Introduction to column-level access control

BigQuery provides fine-grained access to sensitive columns using policy tags, or type-based classification, of data. Using BigQuery column-level access control, you can create policies that check, at query time, whether a user has proper access. For example, a policy can enforce access checks such as:

  • You must be in group:high-access to see the columns containing TYPE_SSN.

To enhance column-level access control, you can optionally use dynamic data masking. Data masking lets you mask sensitive data by substituting null, default, or hashed content in place of the column's actual value.

Column-level access control workflow

Workflow

To restrict data access at the column level:

  1. Define a taxonomy and policy tags. Create and manage a taxonomy and policy tags for your data. For guidelines, see Best practices for policy tags.

  2. Assign policy tags to your BigQuery columns. In BigQuery, use schema annotations to assign a policy tag to each column where you want to restrict access.

  3. Enforce access control on the taxonomy. Enforcing access control causes the access restrictions defined for all of the policy tags in the taxonomy to be applied.

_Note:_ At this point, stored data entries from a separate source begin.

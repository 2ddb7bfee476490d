// SPDX-License-Identifier: BUSL-1.1
// Copyright (c) 2026 Alfred Jean LLC

//! `jobcorectl`: a thin command-line client for `jobcored`'s HTTP surface
//! (§4.8 C8). It holds no state of its own — every subcommand is exactly
//! one request/response round trip.

mod client;
mod color;
mod error;
mod output;

use anyhow::{bail, Context, Result};
use clap::{Parser, Subcommand};
use client::{DaemonClient, Strategy};
use jobcore_core::JobConfig;
use output::OutputFormat;
use std::collections::BTreeMap;

/// Version string embedding the git hash `build.rs` stamps in at compile time.
const LONG_VERSION: &str = concat!(env!("CARGO_PKG_VERSION"), "+", env!("BUILD_GIT_HASH"));

#[derive(Parser)]
#[command(name = "jobcorectl", version, long_version = LONG_VERSION, styles = color::styles())]
struct Cli {
    /// Base URL of the jobcored daemon to talk to.
    #[arg(long, env = "JOBCORE_DAEMON_URL", default_value = "http://127.0.0.1:8080", global = true)]
    daemon_url: String,

    /// Output format.
    #[arg(long, value_enum, default_value = "text", global = true)]
    format: OutputFormat,

    #[command(subcommand)]
    command: Command,
}

#[derive(Subcommand)]
enum Command {
    /// Submit a new job (§4.8 `POST /jobs`).
    Submit {
        /// `model_name` (training) / `base_model_name` (evaluation).
        model_name: String,

        /// What to do if a job is already running: reject the request
        /// outright, or append to the FIFO queue.
        #[arg(long, value_enum, default_value = "queue")]
        strategy: StrategyArg,

        #[arg(long)]
        dataset_version: Option<String>,
        #[arg(long)]
        lora_name: Option<String>,
        #[arg(long)]
        save_name: Option<String>,
        #[arg(long)]
        webhook_url: Option<String>,
        #[arg(long, value_enum)]
        tracking_backend: Option<TrackingBackendArg>,

        /// Additional recognized options as `key=value` pairs, e.g.
        /// `--set batch_size=8 --set learning_rate=3e-4`. Repeatable.
        #[arg(long = "set", value_parser = parse_key_value)]
        set: Vec<(String, String)>,
    },
    /// Show one job's current snapshot (§4.8 `GET /jobs/{id}`).
    Status { job_id: String },
    /// List every known job (§4.8 `GET /jobs`).
    List,
    /// Show FIFO queue introspection (§4.8 `GET /queue`).
    Queue,
    /// Cancel a queued job (§4.8 `DELETE /jobs/{id}`).
    Cancel { job_id: String },
}

#[derive(Clone, Copy, clap::ValueEnum)]
enum StrategyArg {
    Reject,
    Queue,
}

impl From<StrategyArg> for Strategy {
    fn from(value: StrategyArg) -> Self {
        match value {
            StrategyArg::Reject => Strategy::Reject,
            StrategyArg::Queue => Strategy::Queue,
        }
    }
}

#[derive(Clone, Copy, clap::ValueEnum)]
enum TrackingBackendArg {
    Wandb,
    Mlflow,
}

impl TrackingBackendArg {
    fn as_str(self) -> &'static str {
        match self {
            TrackingBackendArg::Wandb => "wandb",
            TrackingBackendArg::Mlflow => "mlflow",
        }
    }
}

/// Parse a `key=value` pair, coercing `value` to a bool/number/string JSON
/// scalar (so `--set multi_thread=true` round-trips as a real bool, not
/// the string `"true"`).
fn parse_key_value(raw: &str) -> Result<(String, String), String> {
    match raw.split_once('=') {
        Some((key, value)) => Ok((key.to_string(), value.to_string())),
        None => Err(format!("expected key=value, got {raw:?}")),
    }
}

fn coerce_json_scalar(value: &str) -> serde_json::Value {
    if let Ok(n) = value.parse::<i64>() {
        return serde_json::Value::from(n);
    }
    if let Ok(n) = value.parse::<f64>() {
        return serde_json::Value::from(n);
    }
    if let Ok(b) = value.parse::<bool>() {
        return serde_json::Value::from(b);
    }
    serde_json::Value::from(value)
}

#[tokio::main]
async fn main() -> Result<()> {
    let cli = Cli::parse();
    let client = DaemonClient::new(cli.daemon_url);

    match cli.command {
        Command::Submit { model_name, strategy, dataset_version, lora_name, save_name, webhook_url, tracking_backend, set } => {
            let mut fields: BTreeMap<String, serde_json::Value> = BTreeMap::new();
            fields.insert("model_name".to_string(), model_name.into());
            if let Some(v) = dataset_version {
                fields.insert("dataset_version".to_string(), v.into());
            }
            if let Some(v) = lora_name {
                fields.insert("lora_name".to_string(), v.into());
            }
            if let Some(v) = save_name {
                fields.insert("save_name".to_string(), v.into());
            }
            if let Some(v) = webhook_url {
                fields.insert("webhook_url".to_string(), v.into());
            }
            if let Some(v) = tracking_backend {
                fields.insert("tracking_backend".to_string(), v.as_str().into());
            }
            for (key, value) in set {
                fields.insert(key, coerce_json_scalar(&value));
            }
            let request: JobConfig = serde_json::from_value(serde_json::Value::Object(fields.into_iter().collect()))
                .context("building job submission body")?;

            let response = client.submit(&request, strategy.into()).await?;
            output::print_submit(&response, cli.format)?;
        }
        Command::Status { job_id } => {
            let job = client.get(&job_id).await?;
            output::print_job(&job, cli.format)?;
        }
        Command::List => {
            let jobs = client.list().await?;
            output::print_jobs(&jobs, cli.format)?;
        }
        Command::Queue => {
            let queue = client.queue_state().await?;
            output::print_queue(&queue, cli.format)?;
        }
        Command::Cancel { job_id } => match client.cancel(&job_id).await {
            Ok(()) => println!("{} {job_id}", color::state("cancelled")),
            Err(error::ClientError::Daemon { status, body }) if status.as_u16() == 400 => {
                bail!("cannot cancel {job_id}: {body}");
            }
            Err(e) => return Err(e.into()),
        },
    }
    Ok(())
}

  4. Manage access on the policy tags. Use Identity and Access Management (IAM) policies to restrict access to each policy tag. The policy is in effect for each column that belongs to the policy tag.

When a user tries to access column data at query time, BigQuery checks the column policy tag and its policy to see whether the user is authorized to access the data.

Identify what needs to be tagged

To determine the types of sensitive data that you have and which columns need policy tags, consider generating profiles about your data across an organization, folder, or project using Sensitive Data Protection. Data profiles contain metrics and metadata about your tables and help you determine where sensitive and high-risk data reside. Sensitive Data Protection reports these metrics at the project, table, and column levels. For more information, see Data profiles for BigQuery data.

The following image shows a list of column data profiles (click to enlarge). Columns with high data-risk values might contain high-sensitivity data and have no column-level access controls. Alternatively, those columns might contain moderate or high-sensitivity data that is accessible to a large number of people.

Column data profiles

Example use case

Consider an organization that needs to classify sensitive data into two categories: High and Medium.

Policy tags

To set up column level security, a data steward, who has the appropriate permissions, would perform the following steps to set up a hierarchy of data classification.

  1. The data steward creates a taxonomy named "Business criticality". The taxonomy includes the nodes, or policy tags High and Medium.

  2. The data steward decides that the policy for the High node includes access for a group named high-tier-access.

  3. The data steward creates more levels of nodes in the taxonomy, under High and Medium. The lowest level node is a leaf node, such as the employee_ssn leaf node. The data steward can create a different access policy for the employee_ssn leaf node, or not.

  4. The data steward assigns a policy tag to specific table columns. In this example, the data steward assigns the High access policy to the employee_ssn column in a table.

  5. In the Current schema page of the console, the data steward can see the policy tag that governs a particular column. In this example, the employee_ssn column is under the High policy tag, so when viewing the schema for employee_ssn, the console displays the taxonomy name and the policy tag in the Policy tags field: Business criticality:High.

    Policy tag UI

    For details on using the console to set a policy tag, see Set a policy tag on a column.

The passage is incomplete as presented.